Tonight the tour will reach UCL, the speakers include:

Bonani Madina, 27, Zimbabwe 

Like many young people growing up in sub-Saharan Africa, Bonani has lost childhood friends and family members to HIV and AIDS. Bonani and his family have been acutely affected by the stigma and discrimination surrounding HIV and AIDS when his brother and brother’s wife died, leaving behind 3 young children. Bonani currently cares for 3 orphans, the youngest of whom is HIV positive herself and is reliant on ART, something which his brother did not have access too, highlighting the importance of HIV medication. Bonani has been involved with Restless Development for 8 years, starting as a volunteer and now as an Assistant Programme Coordinator. 

Esnart Mwila, 30, Zambia 

Since finding out her HIV positive status, Esnart has been motivated to become an advocate and peer educator, sharing her life story as a young lady living with HIV on ART with a wide range of audiences, schools, churches, clinics and market places. Like the majority of people living with HIV in the world, Esnart found it difficult to disclose her status to her family and friends, and experienced the discrimination that the majority of people face every day when her sister stopped talking to her and refused to eat with her. She has since rebuilt the relationship with her family and has encouraged her entire family to have VCT. Esnart now works as a facilitator for TALC (Treatment Advocacy and Literacy Campaign) and a trainer for the Peace Corps.  

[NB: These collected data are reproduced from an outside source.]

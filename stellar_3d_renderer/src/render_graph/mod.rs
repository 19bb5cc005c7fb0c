//! Render graph module
//!
//! The main render pass of the deferred pipeline: its static layout
//! (subpasses, attachments, dependency edges) and `MainCameraPass`, which
//! owns the attachments and sequences the concrete passes every frame.

mod graph_layout;
mod main_camera_pass;

pub use graph_layout::{
    AttachmentBinding, DependencyEdge, EdgeEnd, GraphLayout, MissingDependency, SubpassDeclaration, SubpassId,
};
pub use main_camera_pass::{GraphState, MainCameraPass, SwapchainListener};
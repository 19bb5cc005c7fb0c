/// Ray tracing support: acceleration structures, ray tracing pipelines and
/// their shader binding tables
///
/// Only reachable when the device enabled the ray tracing extensions
/// (`GpuContext::ray_tracing` is `Some`).

use stellar_3d_renderer::stellar3d::{Result, Error};
use stellar_3d_renderer::stellar3d::render::{
    AccelerationStructure as RendererAccelerationStructure, Buffer as RendererBuffer,
    PipelineBindPoint, RayTracingPipelineDesc, ShaderStage,
};
use stellar_3d_renderer::{engine_debug, engine_err};
use ash::vk;
use gpu_allocator::MemoryLocation;
use std::sync::Arc;

use crate::vulkan_buffer::Buffer;
use crate::vulkan_context::{GpuContext, RayTracingLoaders, RayTracingProperties};
use crate::vulkan_pipeline::{vk_shader, Pipeline};
use crate::vulkan_shader::check_reflected_bindings;

/// Round `value` up to the next multiple of `alignment` (a power of two)
pub(crate) fn align_up(value: u64, alignment: u64) -> u64 {
    if alignment == 0 {
        return value;
    }
    (value + alignment - 1) & !(alignment - 1)
}

// ===== SHADER BINDING TABLE =====

/// Offset, stride and size of one shader binding table region, in bytes
#[derive(Debug, Clone, Copy, PartialEq, Eq, Default)]
pub(crate) struct SbtRegion {
    pub offset: u64,
    pub stride: u64,
    pub size: u64,
}

/// Placement of the raygen, miss and hit regions inside one buffer
#[derive(Debug, Clone, Copy, PartialEq, Eq)]
pub(crate) struct SbtLayout {
    pub handle_size: u64,
    /// Handle size rounded to the handle alignment (record stride)
    pub handle_stride: u64,
    pub raygen: SbtRegion,
    pub miss: SbtRegion,
    pub hit: SbtRegion,
    pub total_size: u64,
}

impl SbtLayout {
    /// One raygen record, `miss_count` miss records, `hit_count` hit records
    pub(crate) fn new(properties: &RayTracingProperties, miss_count: u32, hit_count: u32) -> Self {
        let handle_size = properties.handle_size as u64;
        let base_alignment = properties.base_alignment as u64;
        let handle_stride = align_up(handle_size, properties.handle_alignment as u64);

        // The raygen region's size must equal its stride
        let raygen_stride = align_up(handle_stride, base_alignment);
        let raygen = SbtRegion { offset: 0, stride: raygen_stride, size: raygen_stride };

        let miss = SbtRegion {
            offset: raygen.offset + raygen.size,
            stride: handle_stride,
            size: align_up(miss_count as u64 * handle_stride, base_alignment),
        };

        let hit = SbtRegion {
            offset: miss.offset + miss.size,
            stride: handle_stride,
            size: align_up(hit_count as u64 * handle_stride, base_alignment),
        };

        Self {
            handle_size,
            handle_stride,
            raygen,
            miss,
            hit,
            total_size: hit.offset + hit.size,
        }
    }

    /// Byte offset of the record of shader group `group`, groups ordered
    /// raygen, misses, hits
    pub(crate) fn record_offset(&self, group: u32, miss_count: u32) -> u64 {
        let group = group as u64;
        let miss_count = miss_count as u64;
        if group == 0 {
            self.raygen.offset
        } else if group <= miss_count {
            self.miss.offset + (group - 1) * self.handle_stride
        } else {
            self.hit.offset + (group - 1 - miss_count) * self.handle_stride
        }
    }
}
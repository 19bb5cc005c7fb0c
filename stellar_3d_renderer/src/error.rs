//! Error types for the Stellar3D renderer
//!
//! Recoverable presentation conditions (out-of-date or suboptimal swapchain)
//! are never errors: they are reported as acquire/present outcomes and
//! absorbed by the frame synchronizer. Everything in this enum is fatal for
//! the render system that produced it.

use std::fmt;

/// Result type for Stellar3D renderer operations
pub type Result<T> = std::result::Result<T, Error>;

/// Engine-qualified name of `Error`
pub type Stellar3dError = Error;

/// Engine-qualified name of `Result`
pub type Stellar3dResult<T> = Result<T>;

/// Stellar3D renderer errors
#[derive(Debug, Clone, PartialEq)]
pub enum Error {
    /// Backend-specific error (Vulkan, mock device, etc.)
    BackendError(String),

    /// Out of GPU memory
    OutOfMemory,

    /// Invalid resource (texture, buffer, shader, descriptor set, etc.)
    InvalidResource(String),

    /// Initialization failed (device, swapchain, pass)
    InitializationFailed(String),

    /// Render graph declaration bug (missing attachment, missing dependency edge)
    GraphDeclaration(String),

    /// Operation issued in a state that does not allow it
    InvalidState(String),

    /// Feature not supported by the device (ray tracing, format, ...)
    Unsupported(String),

    /// A fence wait exceeded the configured timeout
    Timeout(String),

    /// The logical device was lost
    DeviceLost(String),
}

impl Error {
    /// Short category name, used as log prefix
    pub fn kind(&self) -> &'static str {
        match self {
            Error::BackendError(_) => "backend",
            Error::OutOfMemory => "out-of-memory",
            Error::InvalidResource(_) => "invalid-resource",
            Error::InitializationFailed(_) => "initialization",
            Error::GraphDeclaration(_) => "graph-declaration",
            Error::InvalidState(_) => "invalid-state",
            Error::Unsupported(_) => "unsupported",
            Error::Timeout(_) => "timeout",
            Error::DeviceLost(_) => "device-lost",
        }
    }

    /// Always false: stale-surface conditions are reported as acquire and
    /// present outcomes, so every `Error` that reaches the caller is fatal.
    pub fn is_recoverable(&self) -> bool {
        false
    }
}

impl fmt::Display for Error {
    fn fmt(&self, f: &mut fmt::Formatter<'_>) -> fmt::Result {
        match self {
            Error::BackendError(msg) => write!(f, "Backend error: {}", msg),
            Error::OutOfMemory => write!(f, "Out of GPU memory"),
            Error::InvalidResource(msg) => write!(f, "Invalid resource: {}", msg),
            Error::InitializationFailed(msg) => write!(f, "Initialization failed: {}", msg),
            Error::GraphDeclaration(msg) => write!(f, "Render graph declaration error: {}", msg),
            Error::InvalidState(msg) => write!(f, "Invalid state: {}", msg),
            Error::Unsupported(msg) => write!(f, "Unsupported: {}", msg),
            Error::Timeout(msg) => write!(f, "Timeout: {}", msg),
            Error::DeviceLost(msg) => write!(f, "Device lost: {}", msg),
        }
    }
}

impl std::error::Error for Error {}

#[cfg(test)]
#[path = "error_tests.rs"]
mod tests;
/*!
# Stellar 3D Renderer

Core of the Stellar 3D deferred renderer.

This crate provides the backend-agnostic part of the renderer: the device
traits implemented by GPU backends (Vulkan in `stellar_3d_renderer_vulkan`),
the render-pass graph of the deferred pipeline and the frame synchronizer
driving acquire, submit and present.

## Architecture

- **GraphicsDevice**: Factory trait for GPU resources and queue submission
- **AttachmentStore**: Swapchain-sized images shared by the subpasses
- **Pass**: One rendering stage (G-buffer, shadows, SSAO, lighting, shading, UI)
- **MainCameraPass**: The render graph, one render pass with five subpasses
- **FrameSynchronizer**: Frames in flight, swapchain lifecycle
- **RenderSystem**: Per-tick driver tying the graph and the synchronizer together
*/

// Internal modules
mod error;
mod engine;
pub mod log;
pub mod config;
pub mod device;
pub mod attachment;
pub mod render_graph;
pub mod pass;
pub mod frame;
pub mod render_system;

// Main stellar3d namespace module
pub mod stellar3d {
    // Error types
    pub use crate::error::{Error, Result, Stellar3dError, Stellar3dResult};

    // Engine singleton (global logger)
    pub use crate::engine::Engine;

    // Per-tick driver
    pub use crate::render_system::{RenderSystem, TickOutcome};

    // Logging sub-module (types only, NOT macros)
    pub mod log {
        pub use crate::log::{Logger, LogEntry, LogSeverity, DefaultLogger};
    }

    // Device traits, descriptors and configuration
    pub mod render {
        pub use crate::device::*;
        pub use crate::config::*;
    }

    // Attachments and render graph
    pub mod graph {
        pub use crate::attachment::*;
        pub use crate::render_graph::*;
    }

    // Passes and scene-facing interfaces
    pub mod pass {
        pub use crate::pass::*;
    }

    // Frame synchronization
    pub mod frame {
        pub use crate::frame::*;
    }
}

// Re-export math library at crate root
pub use glam;
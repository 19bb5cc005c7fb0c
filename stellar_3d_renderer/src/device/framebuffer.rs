/// Framebuffer trait and framebuffer descriptor

use std::sync::Arc;
use crate::device::{RenderPass, RenderTarget};

/// Descriptor for creating a framebuffer
///
/// `attachments` are ordered like the render pass attachments.
pub struct FramebufferDesc<'a> {
    pub render_pass: &'a Arc<dyn RenderPass>,
    pub attachments: Vec<Arc<dyn RenderTarget>>,
    pub width: u32,
    pub height: u32,
    pub layers: u32,
}

/// Framebuffer trait
pub trait Framebuffer: Send + Sync {
    fn width(&self) -> u32;

    fn height(&self) -> u32;
}
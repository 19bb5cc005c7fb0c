//! Integration tests for the render graph with VulkanGraphicsDevice
//!
//! No SPIR-V ships with the crate, so these tests exercise everything the
//! graph builds before its passes load shaders: the attachment store, the
//! five-subpass render pass and one framebuffer per swapchain image.
//!
//! Run with: cargo test --test render_graph_integration_tests -- --ignored

mod gpu_test_utils;

use std::sync::Arc;

use stellar_3d_renderer::stellar3d::Error;
use stellar_3d_renderer::stellar3d::graph::{AttachmentSlot, AttachmentStore, GraphState, MainCameraPass};
use stellar_3d_renderer::stellar3d::pass::{SceneResources, ShaderLibrary, ShaderProgram};
use stellar_3d_renderer::stellar3d::render::{
    Extent2D, GraphicsDevice, PipelineVariant, ShaderStage, TextureDesc, TextureFormat, TextureType,
    TextureUsage, VertexAttribute, VertexBinding, VertexInputRate, VertexLayout,
};
use gpu_test_utils::{get_test_graphics_device, test_config};
use serial_test::serial;

/// Library without any program
struct EmptyShaderLibrary;

impl ShaderLibrary for EmptyShaderLibrary {
    fn spirv(&self, _program: ShaderProgram, _stage: ShaderStage) -> Option<&[u32]> {
        None
    }
}

fn scene_resources(device: &dyn GraphicsDevice) -> SceneResources {
    let environment_map = device
        .create_texture(TextureDesc {
            label: "environment",
            width: 16,
            height: 16,
            format: TextureFormat::R16G16B16A16_SFLOAT,
            usage: TextureUsage::SAMPLED,
            texture_type: TextureType::Cube,
            array_layers: 6,
            mip_levels: 1,
            data: None,
        })
        .unwrap();
    SceneResources {
        environment_map,
        vertex_layout: VertexLayout {
            bindings: vec![VertexBinding { binding: 0, stride: 32, input_rate: VertexInputRate::Vertex }],
            attributes: vec![
                VertexAttribute { location: 0, binding: 0, format: TextureFormat::R32G32B32_SFLOAT, offset: 0 },
                VertexAttribute { location: 1, binding: 0, format: TextureFormat::R32G32B32_SFLOAT, offset: 12 },
                VertexAttribute { location: 2, binding: 0, format: TextureFormat::R32G32_SFLOAT, offset: 24 },
            ],
        },
        acceleration_structure: None,
    }
}

// ============================================================================
// ATTACHMENT STORE TESTS
// ============================================================================

#[test]
#[ignore] // Requires GPU
#[serial]
fn test_integration_attachment_store_rebuild() {
    let device = get_test_graphics_device();
    let slots = AttachmentSlot::required(PipelineVariant::Deferred);
    let mut store = AttachmentStore::new();

    store.rebuild(device, Extent2D::new(800, 600), &slots).unwrap();
    assert_eq!(store.len(), slots.len());
    let generation = store.generation();

    store.rebuild(device, Extent2D::new(1024, 768), &slots).unwrap();
    assert_eq!(store.extent(), Extent2D::new(1024, 768));
    assert!(store.generation() > generation);
    for slot in &slots {
        let texture = store.texture(*slot).unwrap();
        assert_eq!((texture.info().width, texture.info().height), (1024, 768));
    }

    store.clear();
    assert!(store.is_empty());
}

// ============================================================================
// MAIN CAMERA PASS TESTS
// ============================================================================

#[test]
#[ignore] // Requires GPU and display
#[serial]
fn test_integration_graph_init_fails_on_missing_shader() {
    let device = get_test_graphics_device();
    let swapchain = device.create_swapchain(800, 600).unwrap();

    let mut graph = MainCameraPass::new(test_config(), Arc::new(EmptyShaderLibrary), None);
    let result = graph.initialize(device, swapchain.as_ref(), scene_resources(device));

    // The render pass and framebuffers were built; the first pass then
    // found no shader and everything was released again
    assert!(matches!(result, Err(Error::InitializationFailed(_))));
    assert_eq!(graph.state(), GraphState::Uninitialized);
    assert!(graph.attachments().is_empty());
    assert_eq!(graph.framebuffer_count(), 0);

    device.wait_idle().unwrap();
}

#[test]
#[ignore] // Requires GPU and display
#[serial]
fn test_integration_graph_ray_traced_variant_without_support() {
    let device = get_test_graphics_device();
    if device.capabilities().ray_tracing {
        return;
    }
    let swapchain = device.create_swapchain(800, 600).unwrap();

    let mut config = test_config();
    config.pipeline_variant = PipelineVariant::RayTraced;
    let mut graph = MainCameraPass::new(config, Arc::new(EmptyShaderLibrary), None);
    let result = graph.initialize(device, swapchain.as_ref(), scene_resources(device));

    assert!(result.is_err());
    assert_eq!(graph.state(), GraphState::Uninitialized);
}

George Montgomery, 23, Maryland, USA 

George found out he was HIV positive whilst on active duty in the US Marines where he felt first hand the stigma and discrimination surrounding it. Becoming aware of the stigmatisation surrounding HIV and the disparities in treatment and care, he was motivated to become an AIDS activist and peer educator, travelling across the US telling his story to the youth population and becoming active in organising protests and conferences. George is currently actively involved in the Campaign to End AIDS as the National Youth Co-Chair.